AIM OF THE TASK: Read through the listing below and return only the lines containing "struct".

==============================

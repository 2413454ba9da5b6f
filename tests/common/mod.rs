//! Shared utilities for integration testing.
#![allow(dead_code)]

use std::net::SocketAddr;
use std::sync::Arc;

use tokio::io::{AsyncBufReadExt, AsyncRead, AsyncReadExt, AsyncWrite, AsyncWriteExt, BufReader};
use tokio::net::TcpListener;
use tokio_rustls::rustls::pki_types::CertificateDer;
use tokio_rustls::TlsAcceptor;

use cors_proxy::config::ProxyConfig;
use cors_proxy::lifecycle::Shutdown;
use cors_proxy::HttpServer;

/// One request as seen by a mock upstream.
#[derive(Debug, Clone)]
pub struct ReceivedRequest {
    pub method: String,
    pub path: String,
    pub headers: Vec<(String, String)>,
    pub body: Vec<u8>,
}

impl ReceivedRequest {
    pub fn header(&self, name: &str) -> Option<&str> {
        self.headers
            .iter()
            .find(|(k, _)| k.eq_ignore_ascii_case(name))
            .map(|(_, v)| v.as_str())
    }

    pub fn has_header(&self, name: &str) -> bool {
        self.header(name).is_some()
    }
}

/// Response a mock upstream hands back.
pub struct MockResponse {
    status: u16,
    headers: Vec<(String, String)>,
    body: Vec<u8>,
}

impl MockResponse {
    pub fn new(status: u16) -> Self {
        Self {
            status,
            headers: Vec::new(),
            body: Vec::new(),
        }
    }

    pub fn header(mut self, name: &str, value: &str) -> Self {
        self.headers.push((name.to_string(), value.to_string()));
        self
    }

    pub fn body(mut self, body: &str) -> Self {
        self.body = body.as_bytes().to_vec();
        self
    }
}

/// Start a raw-TCP mock upstream. The handler runs once per request; the
/// connection is kept open so pooled clients can reuse it.
pub async fn start_upstream<F>(handler: F) -> SocketAddr
where
    F: Fn(ReceivedRequest) -> MockResponse + Send + Sync + 'static,
{
    let listener = TcpListener::bind("127.0.0.1:0").await.unwrap();
    let addr = listener.local_addr().unwrap();
    let handler = Arc::new(handler);

    tokio::spawn(async move {
        loop {
            let Ok((socket, _)) = listener.accept().await else {
                break;
            };
            let handler = handler.clone();
            tokio::spawn(async move {
                let (read, write) = socket.into_split();
                serve_connection(read, write, handler).await;
            });
        }
    });
    addr
}

/// Like [`start_upstream`], but behind TLS with a self-signed certificate.
pub async fn start_tls_upstream<F>(handler: F) -> SocketAddr
where
    F: Fn(ReceivedRequest) -> MockResponse + Send + Sync + 'static,
{
    let listener = TcpListener::bind("127.0.0.1:0").await.unwrap();
    let addr = listener.local_addr().unwrap();
    let handler = Arc::new(handler);
    let acceptor = tls_acceptor();

    tokio::spawn(async move {
        loop {
            let Ok((socket, _)) = listener.accept().await else {
                break;
            };
            let handler = handler.clone();
            let acceptor = acceptor.clone();
            tokio::spawn(async move {
                // A client that rejects the certificate aborts mid-handshake.
                let Ok(stream) = acceptor.accept(socket).await else {
                    return;
                };
                let (read, write) = tokio::io::split(stream);
                serve_connection(read, write, handler).await;
            });
        }
    });
    addr
}

/// Acceptor built from the self-signed localhost certificate under
/// `tests/fixtures/`.
fn tls_acceptor() -> TlsAcceptor {
    static CERT_PEM: &[u8] = include_bytes!("../fixtures/upstream-cert.pem");
    static KEY_PEM: &[u8] = include_bytes!("../fixtures/upstream-key.pem");

    let certs: Vec<CertificateDer> = rustls_pemfile::certs(&mut &CERT_PEM[..])
        .collect::<Result<_, _>>()
        .unwrap();
    let key = rustls_pemfile::private_key(&mut &KEY_PEM[..])
        .unwrap()
        .unwrap();
    let config = tokio_rustls::rustls::ServerConfig::builder()
        .with_no_client_auth()
        .with_single_cert(certs, key)
        .unwrap();
    TlsAcceptor::from(Arc::new(config))
}

/// Answer requests on one accepted connection until the peer hangs up.
async fn serve_connection<R, W, F>(read: R, mut write: W, handler: Arc<F>)
where
    R: AsyncRead + Unpin,
    W: AsyncWrite + Unpin,
    F: Fn(ReceivedRequest) -> MockResponse + Send + Sync + 'static,
{
    let mut reader = BufReader::new(read);
    loop {
        let Some(request) = read_request(&mut reader).await else {
            break;
        };
        let head_only = request.method == "HEAD";
        let response = handler(request);

        let mut text = format!("HTTP/1.1 {} {}\r\n", response.status, reason(response.status));
        for (name, value) in &response.headers {
            text.push_str(&format!("{name}: {value}\r\n"));
        }
        text.push_str(&format!("content-length: {}\r\n\r\n", response.body.len()));
        if write.write_all(text.as_bytes()).await.is_err() {
            break;
        }
        if !head_only && write.write_all(&response.body).await.is_err() {
            break;
        }
    }
}

/// Parse one HTTP/1.1 request off the wire, including a content-length or
/// chunked body. Returns `None` on EOF or a malformed request.
async fn read_request<R: AsyncRead + Unpin>(
    reader: &mut BufReader<R>,
) -> Option<ReceivedRequest> {
    let mut line = String::new();
    if reader.read_line(&mut line).await.ok()? == 0 {
        return None;
    }
    let mut parts = line.split_whitespace();
    let method = parts.next()?.to_string();
    let path = parts.next()?.to_string();

    let mut headers = Vec::new();
    loop {
        let mut line = String::new();
        reader.read_line(&mut line).await.ok()?;
        let line = line.trim_end();
        if line.is_empty() {
            break;
        }
        let (name, value) = line.split_once(':')?;
        headers.push((name.trim().to_string(), value.trim().to_string()));
    }

    let find = |name: &str| {
        headers
            .iter()
            .find(|(k, _)| k.eq_ignore_ascii_case(name))
            .map(|(_, v)| v.clone())
    };

    let mut body = Vec::new();
    if let Some(len) = find("content-length").and_then(|v| v.parse::<usize>().ok()) {
        body.resize(len, 0);
        reader.read_exact(&mut body).await.ok()?;
    } else if find("transfer-encoding").is_some_and(|v| v.eq_ignore_ascii_case("chunked")) {
        loop {
            let mut line = String::new();
            reader.read_line(&mut line).await.ok()?;
            let size = usize::from_str_radix(line.trim_end(), 16).ok()?;
            // Chunk data plus its trailing CRLF.
            let mut chunk = vec![0; size + 2];
            reader.read_exact(&mut chunk).await.ok()?;
            if size == 0 {
                break;
            }
            chunk.truncate(size);
            body.extend_from_slice(&chunk);
        }
    }

    Some(ReceivedRequest {
        method,
        path,
        headers,
        body,
    })
}

fn reason(status: u16) -> &'static str {
    match status {
        200 => "OK",
        301 => "Moved Permanently",
        302 => "Found",
        303 => "See Other",
        307 => "Temporary Redirect",
        308 => "Permanent Redirect",
        404 => "Not Found",
        429 => "Too Many Requests",
        500 => "Internal Server Error",
        _ => "Unknown",
    }
}

/// Spawn a fully built server on an ephemeral port.
pub async fn start_server(server: HttpServer) -> (SocketAddr, Shutdown) {
    let listener = TcpListener::bind("127.0.0.1:0").await.unwrap();
    let addr = listener.local_addr().unwrap();
    let shutdown = Shutdown::new();
    let rx = shutdown.subscribe();
    tokio::spawn(async move {
        server.run(listener, rx).await.unwrap();
    });
    (addr, shutdown)
}

/// Spawn a proxy with the given config on an ephemeral port.
pub async fn start_proxy(config: ProxyConfig) -> (SocketAddr, Shutdown) {
    start_server(HttpServer::new(config)).await
}

/// Client that never follows redirects itself and ignores env proxies.
pub fn client() -> reqwest::Client {
    reqwest::Client::builder()
        .redirect(reqwest::redirect::Policy::none())
        .no_proxy()
        .build()
        .unwrap()
}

==============================

TASK RESULT:
pub struct ReceivedRequest {
pub struct MockResponse {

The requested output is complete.